- _Stored data_:

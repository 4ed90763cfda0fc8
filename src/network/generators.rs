//! Net generators and test fixtures

use crate::network::gnet::{GNet, GateId};
use crate::network::symbol::GateSymbol;

/// Adder generators
pub mod adder {
    use super::*;

    /// A simple and slow ripple-carry adder over explicit MAJ/XOR gates
    pub fn ripple_carry(len: usize) -> GNet {
        let mut net = GNet::new();
        let mut carry: Option<GateId> = None;
        for _ in 0..len {
            let a = net.add_input();
            let b = net.add_input();
            let (next_carry, sum) = match carry {
                Some(c) => (
                    net.add_gate(GateSymbol::Maj, &[a, b, c]),
                    net.add_gate(GateSymbol::Xor, &[a, b, c]),
                ),
                None => (
                    net.add_gate(GateSymbol::And, &[a, b]),
                    net.add_gate(GateSymbol::Xor, &[a, b]),
                ),
            };
            net.add_out(sum);
            carry = Some(next_carry);
        }
        if let Some(c) = carry {
            net.add_out(c);
        }
        net.check();
        net
    }
}

/// Small fixed nets used by the unit tests
#[allow(missing_docs)]
pub mod testcases {
    use super::*;

    /// Two-level AND tree: `a = AND(i1, i2)`, `b = AND(i3, i4)`, `t = AND(a, b)`
    pub struct AndTree {
        pub net: GNet,
        pub inputs: [GateId; 4],
        pub a: GateId,
        pub b: GateId,
        pub root: GateId,
        pub out: GateId,
    }

    pub fn and_tree() -> AndTree {
        let mut net = GNet::new();
        let inputs = [
            net.add_input(),
            net.add_input(),
            net.add_input(),
            net.add_input(),
        ];
        let a = net.add_gate(GateSymbol::And, &[inputs[0], inputs[1]]);
        let b = net.add_gate(GateSymbol::And, &[inputs[2], inputs[3]]);
        let root = net.add_gate(GateSymbol::And, &[a, b]);
        let out = net.add_out(root);
        net.check();
        AndTree {
            net,
            inputs,
            a,
            b,
            root,
            out,
        }
    }

    /// Inverter feeding a conjunction: `a = NOT(i1)`, `b = AND(a, i2)`
    pub struct InverterAnd {
        pub net: GNet,
        pub i1: GateId,
        pub i2: GateId,
        pub a: GateId,
        pub b: GateId,
    }

    pub fn inverter_and() -> InverterAnd {
        let mut net = GNet::new();
        let i1 = net.add_input();
        let i2 = net.add_input();
        let a = net.add_gate(GateSymbol::Not, &[i1]);
        let b = net.add_gate(GateSymbol::And, &[a, i2]);
        net.add_out(b);
        net.check();
        InverterAnd { net, i1, i2, a, b }
    }

    /// Reconvergent diamond: `i1 → x → y` and `i1 → z → y`
    pub struct Diamond {
        pub net: GNet,
        pub i1: GateId,
        pub x: GateId,
        pub z: GateId,
        pub y: GateId,
    }

    pub fn diamond() -> Diamond {
        let mut net = GNet::new();
        let i1 = net.add_input();
        let x = net.add_gate(GateSymbol::Nop, &[i1]);
        let z = net.add_gate(GateSymbol::Nop, &[i1]);
        let y = net.add_gate(GateSymbol::And, &[x, z]);
        net.add_out(y);
        net.check();
        Diamond { net, i1, x, z, y }
    }

    /// A gate mixing a primary input with both constants
    pub struct ConstMix {
        pub net: GNet,
        pub zero: GateId,
        pub one: GateId,
        pub i1: GateId,
        pub root: GateId,
    }

    pub fn const_mix() -> ConstMix {
        let mut net = GNet::new();
        let zero = net.add_gate(GateSymbol::Zero, &[]);
        let one = net.add_gate(GateSymbol::One, &[]);
        let i1 = net.add_input();
        let a = net.add_gate(GateSymbol::Or, &[zero, i1]);
        let root = net.add_gate(GateSymbol::And, &[a, one]);
        net.add_out(root);
        net.check();
        ConstMix {
            net,
            zero,
            one,
            i1,
            root,
        }
    }
}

- _Exercise description_:
What is needed is an exact copy of the entries above, from the first line through the line holding "pub struct AndTree", with both of those lines kept; please give nothing else.

- _Exercise output_:
repository 4ed90763cfda0fc8
filename src/network/generators.rs
//! Net generators and test fixtures

use crate::network::gnet::{GNet, GateId};
use crate::network::symbol::GateSymbol;

/// Adder generators
pub mod adder {
    use super::*;

    /// A simple and slow ripple-carry adder over explicit MAJ/XOR gates
    pub fn ripple_carry(len: usize) -> GNet {
        let mut net = GNet::new();
        let mut carry: Option<GateId> = None;
        for _ in 0..len {
            let a = net.add_input();
            let b = net.add_input();
            let (next_carry, sum) = match carry {
                Some(c) => (
                    net.add_gate(GateSymbol::Maj, &[a, b, c]),
                    net.add_gate(GateSymbol::Xor, &[a, b, c]),
                ),
                None => (
                    net.add_gate(GateSymbol::And, &[a, b]),
                    net.add_gate(GateSymbol::Xor, &[a, b]),
                ),
            };
            net.add_out(sum);
            carry = Some(next_carry);
        }
        if let Some(c) = carry {
            net.add_out(c);
        }
        net.check();
        net
    }
}

/// Small fixed nets used by the unit tests
#[allow(missing_docs)]
pub mod testcases {
    use super::*;

    /// Two-level AND tree: `a = AND(i1, i2)`, `b = AND(i3, i4)`, `t = AND(a, b)`
    pub struct AndTree {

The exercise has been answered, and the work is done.